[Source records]
....

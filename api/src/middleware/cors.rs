//! CORS middleware configuration for browser clients.
//!
//! The web client is served from a different origin than the API, so every
//! route answers preflight requests. Development allows any origin; other
//! environments only allow the origins listed in `ALLOWED_ORIGINS`.

use actix_cors::Cors;
use actix_web::http::{header, Method};

use kc_shared::CorsConfig;

/// Creates a CORS middleware instance from configuration.
pub fn create_cors(config: &CorsConfig) -> Cors {
    let mut cors = Cors::default()
        .allowed_methods(vec![Method::GET, Method::POST, Method::OPTIONS])
        .allowed_headers(vec![
            header::AUTHORIZATION,
            header::ACCEPT,
            header::CONTENT_TYPE,
            header::ORIGIN,
            header::HeaderName::from_static("x-requested-with"),
        ])
        .max_age(config.max_age);

    if config.allow_any_origin {
        log::info!("Configuring permissive CORS, any origin allowed");
        cors = cors.allow_any_origin();
    } else {
        for origin in &config.allowed_origins {
            log::info!("Adding allowed origin: {}", origin);
            cors = cors.allowed_origin(origin);
        }
    }

    cors
}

....

_Exercise aim_. Output the complete data verbatim.

_Answer area_.
filename api/src/middleware/cors.rs
//! CORS middleware configuration for browser clients.
//!
//! The web client is served from a different origin than the API, so every
//! route answers preflight requests. Development allows any origin; other
//! environments only allow the origins listed in `ALLOWED_ORIGINS`.

use actix_cors::Cors;
use actix_web::http::{header, Method};

use kc_shared::CorsConfig;

/// Creates a CORS middleware instance from configuration.
pub fn create_cors(config: &CorsConfig) -> Cors {
    let mut cors = Cors::default()
        .allowed_methods(vec![Method::GET, Method::POST, Method::OPTIONS])
        .allowed_headers(vec![
            header::AUTHORIZATION,
            header::ACCEPT,
            header::CONTENT_TYPE,
            header::ORIGIN,
            header::HeaderName::from_static("x-requested-with"),
        ])
        .max_age(config.max_age);

    if config.allow_any_origin {
        log::info!("Configuring permissive CORS, any origin allowed");
        cors = cors.allow_any_origin();
    } else {
        for origin in &config.allowed_origins {
            log::info!("Adding allowed origin: {}", origin);
            cors = cors.allowed_origin(origin);
        }
    }

    cors
}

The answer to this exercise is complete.